Hollywood's Fall Offensive, Part III: "Lions for Lambs"

Tom Miller

Two words: Liberal Gabfest

One word: B-O-R-I-N-G

I knew that Hollywood's left-liberals - and their chattering allies in the media and the universities - were pretentious and whiny, but who knew they could be so breathtakingly boring? 

This movie is so boring that it left me thinking conspiracy.  I usually reject conspiracy theories out of hand.  People are naturally gabby, and conspiracies demand silence.  Universal silence.  How likely is that? 

Anyway, after the first four hours of this interminable liberal gabfest, it occurred to me that veteran Tinseltown liberal Robert Redford, who directs "Lions for Lambs" with a wooden hand and a tin ear, is too smart for this.  He's got to know that the story is banal, the characters are pretentious, the dialogue is preachy, and the tone is whiny. 

Why would a left-liberal like Redford wrap his message - the war on terror is at best a disaster, at worst a diabolical trick played on an unsuspecting nation; the media have sold out to corporate America and are no longer interested in "real" journalism, i.e. the kind that would expose the diabolical trick; and America is in decline and beginning to resemble a third-world country - in such a dreadful package?  By the end, no one will remember the message, only the medium. 

That's what got me to thinking about conspiracy.  Maybe Redford's not a liberal after all and this is his revenge for all those years of having to pretend. 

The plot, such as it is, has three tenuously-connected threads that play out at the same time.  In Washington, D.C., ambitious young Republican Senator Jasper Irving (Tom Cruise) invites veteran reporter Janine Roth (Meryl Streep) to his office for an exclusive interview about his latest idea on how to defeat the Taliban in Afghanistan. 

While they spar, the initial military operation based on Irving's plan unfolds in the isolated mountains of Afghanistan where a special operations platoon is preparing to establish a forward operating point.  The platoon includes Ernest Rodriguez (Michael Pena) and Arian Finch (Derek Luke), two young soldiers who studied political science at an elite California college under Prof. Stephen Malley (Redford directing himself). 

Out in California, thread number three unravels - nothing here unfolds - as Prof. Malley meets with Todd Hayes (Andrew Garfield), a bright but cynical student.  While Malley disapproves of Rodriguez and Finch's decision to join the Army, he derides Hayes for being a slacker.  "Rome is burning," he implores Hayes, while you are fiddling around.  Yeah, he really says that.  And, a bunch of stuff that's equally silly.  (Screenwriter Matthew Michael Carnahan's mother must be proud.)

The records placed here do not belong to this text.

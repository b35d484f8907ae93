//! Debounce primitive: turns a rapidly changing value into a stabilized one
//! that only updates after the input has been quiet for the configured delay.
//!
//! At most one timer task is pending at a time. Each `update` aborts the
//! previous task and bumps a generation counter, so a timer that wakes late
//! can never publish a superseded value. Only the latest stable value is
//! observable; there is no history queue.

use std::sync::atomic::{AtomicU64, Ordering};
use std::sync::Arc;
use std::time::Duration;

use tokio::runtime::Handle;
use tokio::sync::watch;
use tokio::task::JoinHandle;
use tracing::warn;

/// Quiet period used by the search overlay.
pub const DEFAULT_DEBOUNCE_MS: u64 = 300;

pub struct Debouncer<T> {
    delay: Duration,
    generation: Arc<AtomicU64>,
    stable: Arc<watch::Sender<T>>,
    pending: Option<JoinHandle<()>>,
}

impl<T> Debouncer<T>
where
    T: Clone + PartialEq + Send + Sync + 'static,
{
    pub fn new(initial: T, delay: Duration) -> Self {
        let (tx, _rx) = watch::channel(initial);
        Self { delay, generation: Arc::new(AtomicU64::new(0)), stable: Arc::new(tx), pending: None }
    }

    pub fn delay(&self) -> Duration {
        self.delay
    }

    /// Feed a new raw value. Outside a tokio runtime there is no timer to
    /// wait on, so the value stabilizes immediately.
    pub fn update(&mut self, value: T) {
        let gen = self.generation.fetch_add(1, Ordering::SeqCst) + 1;
        self.abort_pending();

        let Ok(handle) = Handle::try_current() else {
            warn!("No tokio runtime, stabilizing without debounce");
            publish(&self.stable, value);
            return;
        };

        let generation = Arc::clone(&self.generation);
        let stable = Arc::clone(&self.stable);
        let delay = self.delay;
        self.pending = Some(handle.spawn(async move {
            tokio::time::sleep(delay).await;
            if generation.load(Ordering::SeqCst) == gen {
                publish(&stable, value);
            }
        }));
    }

    /// Most recently stabilized value.
    pub fn stable(&self) -> T {
        self.stable.borrow().clone()
    }

    /// Receiver notified each time the stabilized value actually changes.
    pub fn subscribe(&self) -> watch::Receiver<T> {
        self.stable.subscribe()
    }

    pub fn is_pending(&self) -> bool {
        self.pending.as_ref().is_some_and(|h| !h.is_finished())
    }

    /// Drop any pending update; the stable value is left untouched.
    pub fn cancel(&mut self) {
        self.generation.fetch_add(1, Ordering::SeqCst);
        self.abort_pending();
    }

    /// Cancel any pending update and stabilize `value` immediately.
    pub fn reset(&mut self, value: T) {
        self.cancel();
        publish(&self.stable, value);
    }

    fn abort_pending(&mut self) {
        if let Some(handle) = self.pending.take() {
            handle.abort();
        }
    }
}

/// Store `value`, notifying receivers only when it differs from the current one.
fn publish<T: PartialEq>(stable: &watch::Sender<T>, value: T) {
    stable.send_if_modified(|current| {
        if *current == value {
            return false;
        }
        *current = value;
        true
    });
}

impl<T> Drop for Debouncer<T> {
    fn drop(&mut self) {
        if let Some(handle) = self.pending.take() {
            handle.abort();
        }
    }
}
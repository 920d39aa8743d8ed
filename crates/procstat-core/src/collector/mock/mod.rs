//! Mock implementations for testing collectors without Linux or a GPU.
//!
//! Provides `MockFs` (in-memory `/proc`), ready-made scenarios and `MockGpu`.

mod filesystem;
mod gpu;
mod scenarios;

pub use filesystem::{MockFs, MockProcess};
pub use gpu::MockGpu;
//! Per-process metrics collection for Linux.
//!
//! This module reads process counters from the `/proc` filesystem and GPU
//! usage from `nvidia-smi`, with mock implementations of both for testing.
//!
//! # Architecture
//!
//! ```text
//! ┌──────────────────────────────────────────────────────────┐
//! │                         Sampler                          │
//! │   - CPU percent since last tick                          │
//! │   - joins GPU usage by pid                               │
//! │  ┌──────────────────────┐     ┌───────────────────────┐  │
//! │  │  ProcessSource       │     │  GpuSource            │  │
//! │  │  (trait)             │     │  (trait)              │  │
//! │  └──────────┬───────────┘     └───────────┬───────────┘  │
//! └─────────────┼─────────────────────────────┼──────────────┘
//!               │                             │
//!      ┌────────▼─────────┐         ┌─────────┼─────────┐
//!      │ ProcessCollector │         │         │         │
//!      │  /proc/[pid]/*   │   ┌─────▼────┐ ┌──▼───┐ ┌───▼─────┐
//!      └────────┬─────────┘   │NvidiaSmi │ │NoGpu │ │ MockGpu │
//!               │             └──────────┘ └──────┘ └─────────┘
//!        ┌──────▼──────┐
//!        │  FileSystem │ (trait)
//!        └──────┬──────┘
//!         ┌─────┴──────┐
//!    ┌────▼────┐  ┌────▼────┐
//!    │ RealFs  │  │ MockFs  │
//!    └─────────┘  └─────────┘
//! ```
//!
//! # Usage
//!
//! ## Production (Linux)
//!
//! ```ignore
//! use procstat_core::collector::{NvidiaSmi, ProcessCollector, RealFs, Sampler};
//!
//! let processes = ProcessCollector::new(RealFs::new(), "/proc");
//! let mut sampler = Sampler::new(processes, NvidiaSmi::default());
//! sampler.prime().unwrap();
//! let samples = sampler.sample().unwrap();
//! ```
//!
//! ## Testing (with MockFs)
//!
//! ```
//! use procstat_core::collector::{MockFs, MockGpu, ProcessCollector, Sampler};
//!
//! let processes = ProcessCollector::new(MockFs::typical_system(), "/proc");
//! let mut sampler = Sampler::new(processes, MockGpu::single(1001, 90, 40, 8192));
//! let samples = sampler.sample().unwrap();
//! assert!(samples.iter().any(|s| s.pid == 1001 && s.has_gpu()));
//! ```

pub mod gpu;
pub mod mock;
pub mod procfs;
pub mod sampler;
pub mod traits;

pub use gpu::{GpuProcessMap, GpuQueryError, NvidiaSmi};
pub use mock::{MockFs, MockGpu};
pub use procfs::{CollectError, ProcessCollector, ProcessDetail};
pub use sampler::Sampler;
pub use traits::{FileSystem, GpuSource, NoGpu, ProcessSource, RealFs};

Senator Irving is a liberal strawman: a slick, callous neo-con itching for a fight.  Reporter Roth is a thoughtful, caring liberal who sees useless sacrifice where Irving sees danger.  Her reference point is not 9/11, but Vietnam.  Isn't this, she asks Irving of his concept of establishing small forward operating points to deny the enemy territory, the same strategy Abrams tried unsuccessfully in Vietnam in '68?   And, she continues, what would you know anyway since you served in military intelligence, not the infantry?  

(Memo to Hollywood:  This isn't World War II or even Vietnam - as much as you'd like it to be.  In the War on Terror, there are no front lines and lots of non-infantry troops engage and are engaged by the enemy.  In fact, the first Medal of Honor winner from this war was SFC Paul Ray Smith, an engineer.) 

Prof. Malley's America is a decaying, deceitful, and shameful place.  When he says "Rome is burning," he's serious.  He says this, of course, while lounging in a sunny office at a tony university drinking a Starbucks latte.  And, without a hint of irony.

The only redeeming characters in all of this are Rodriguez and Finch, who follow their conscience into the Army.  They come to a bad end, of course, but director Redford at least allows them to die honorably. 

"Lions for Lambs" is the third salvo in Hollywood's fall offensive against the Global War on Terror and the heroes fighting it, and it's no less intellectually dishonest than its predecessors.  "In the Valley of Elah" and "Rendition" were at least interesting films.  "Lions for Lambs" is not. 

It is six hours of vapid talk and ten minutes of action.  It makes liberals look worse than pretentious.  It makes them look b-o-r-i-n-g. 

(Disclaimer: The movie runs 92 minutes.  It only seems like six hours and ten minutes.)